# Some help with routers



## HexiBase (Jun 29, 2008)

Hi guys, I'm new here. I joined mainly to get some input on this scenario:

I have an assortment of some rather large router bits (1.5" radius round-overs, and so forth). In my shop, I have several of the Chicago Electric 1-3/4 HP Plunge Routers from Harbor Freight, one of which I had to modify the base on just so a router bit with a large diameter of three or so inches could clear the opening.

The problem begins when I load the bit into the router and attempt to spin it up. The amount of vibration is downright alarming; I'm not even comfortable letting it spin all the way up, let alone apply the bit to a length of wood. It feels as if, at any moment, the centrifugal force could bend the shaft of the bit outward, snap it, and launch it at something (or someone).

The first part of the question I can answer for myself: No - this clearly isn't the right way to go about the matter. The second part is this: What's a good solid router that can safely take a very large bit without leaving the operator fearing for his life?


----------



## knotscott (Nov 8, 2007)

Welcome HB! I'd watch it...any router with that much vibration shouldn't be used...sounds potentially dangerous. Some HF tools are fine, but I've heard one too many stories about those routers to ever consider buying one. Might be good for parts! 

There are tons of good quality routers from Milwaukee, Makita, PC, DW, Bosch, Freud, Triton, Hitachi, Ridgid, and even some from Craftsman. Find one that has the features you like, feels good in your hands, and is priced right. The larger routers typically cost more, but sale prices can really cut costs. Hopefully most of your bits have 1/2" shank....either way, I'd get a router that can accommodate both sizes, then buy 1/2" bits whenever feasible. If you'll be spinning alot of large diameter bits, you'll likely want a good size router that's mounted in a router table. My MW5625 and Freud FT1700 are both terrific in the table. 

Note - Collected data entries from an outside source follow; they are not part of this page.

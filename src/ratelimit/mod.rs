//! Rate limiting logic and state management.

mod backend;
mod clock;
mod janitor;
mod key;
mod limiter;
mod policy;
mod stats;
mod window;

pub use backend::RateLimiterBackend;
pub use clock::{Clock, ManualClock, SystemClock};
pub use janitor::{Janitor, JanitorHandle};
pub use key::StoreKey;
pub use limiter::{Decision, DenyReason, RateLimiter};
pub use policy::{PolicyConfig, PolicyRegistry, ProviderPolicy, MAX_WINDOW};
pub use stats::{ProviderStatistics, StoreSnapshot, ALL_PROVIDERS};
pub use window::{Reclaimed, RequestRecord, WindowStore, DEFAULT_IDLE_GRACE, HIGH_WATER_MARK};
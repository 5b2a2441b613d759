//! Point-in-time statistics over live window stores.

use std::time::{Duration, Instant};

use chrono::{DateTime, Utc};
use serde::{Deserialize, Serialize};

/// Provider label used when statistics span every provider.
pub const ALL_PROVIDERS: &str = "*";

/// Raw numbers copied out of one window store under its lock.
#[derive(Debug, Clone, Copy, Default, PartialEq, Eq)]
pub struct StoreSnapshot {
    /// Records inside the main window
    pub total: u64,
    pub successful: u64,
    pub failed: u64,
    /// Sum of call durations of the counted records
    pub total_latency: Duration,
    /// Lifetime allow decisions
    pub allowed: u64,
    /// Lifetime deny decisions
    pub blocked: u64,
    /// Timestamp of the oldest counted record
    pub oldest: Option<Instant>,
}

/// Aggregate view of one provider's (or every provider's) window stores.
#[derive(Debug, Clone, PartialEq, Serialize, Deserialize)]
pub struct ProviderStatistics {
    /// Provider name, or `*` for all providers
    pub provider: String,
    /// Number of live (provider, key) stores folded in
    pub active_keys: usize,
    /// Recorded calls still inside their window
    pub total_requests: u64,
    pub successful_requests: u64,
    pub failed_requests: u64,
    /// Checks that were allowed
    pub allowed_count: u64,
    /// Checks that were denied
    pub blocked_count: u64,
    /// Mean latency of the counted calls, in milliseconds
    pub average_latency_ms: f64,
    /// Wall-clock time of the oldest counted call
    pub window_start: DateTime<Utc>,
}

/// Additive accumulator for store snapshots.
#[derive(Debug, Default)]
pub(crate) struct StatisticsBuilder {
    active_keys: usize,
    totals: StoreSnapshot,
}

impl StatisticsBuilder {
    pub(crate) fn add(&mut self, snapshot: StoreSnapshot) {
        self.active_keys += 1;

        let totals = &mut self.totals;
        totals.total += snapshot.total;
        totals.successful += snapshot.successful;
        totals.failed += snapshot.failed;
        totals.total_latency += snapshot.total_latency;
        totals.allowed += snapshot.allowed;
        totals.blocked += snapshot.blocked;
        totals.oldest = match (totals.oldest, snapshot.oldest) {
            (Some(a), Some(b)) => Some(a.min(b)),
            (a, b) => a.or(b),
        };
    }

    /// Finish the fold. `now` and `wall_now` must describe the same moment.
    pub(crate) fn build(self, provider: &str, now: Instant, wall_now: DateTime<Utc>) -> ProviderStatistics {
        let totals = self.totals;

        let average_latency_ms = if totals.total == 0 {
            0.0
        } else {
            totals.total_latency.as_secs_f64() * 1000.0 / totals.total as f64
        };

        let window_start = totals
            .oldest
            .and_then(|oldest| chrono::Duration::from_std(now.saturating_duration_since(oldest)).ok())
            .map(|age| wall_now - age)
            .unwrap_or(wall_now);

        ProviderStatistics {
            provider: provider.to_string(),
            active_keys: self.active_keys,
            total_requests: totals.total,
            successful_requests: totals.successful,
            failed_requests: totals.failed,
            allowed_count: totals.allowed,
            blocked_count: totals.blocked,
            average_latency_ms,
            window_start,
        }
    }
}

One of the hotter deals going on routers right now is from ReconditionedSales.com on the Hitachi M12VC...$59 plus s/h. I bought one for hand use and find to it be quiet, smooth, powerful, and comfortable for that application, but note that the Hitachi recon only comes with a 1/4" collet....although there is a 1/2" collet available for ~ $10 or so. It replaced an excellent Bosch 1617...it's smaller size is more condusive to what I wanted to do.


----------



## HexiBase (Jun 29, 2008)

Thanks for the welcome!

And - yeah, it was essentially the vibration that tipped me off to the notion that I'm probably going to be looking at a different router for this. I love Harbor Freight but, you're right, their routers are not for the professional. The funny thing is that once I drop down to something like a 1" radius round-over bit, the router is perfectly stable. I guess that extra half inch is the proverbial straw that broke the camel's back.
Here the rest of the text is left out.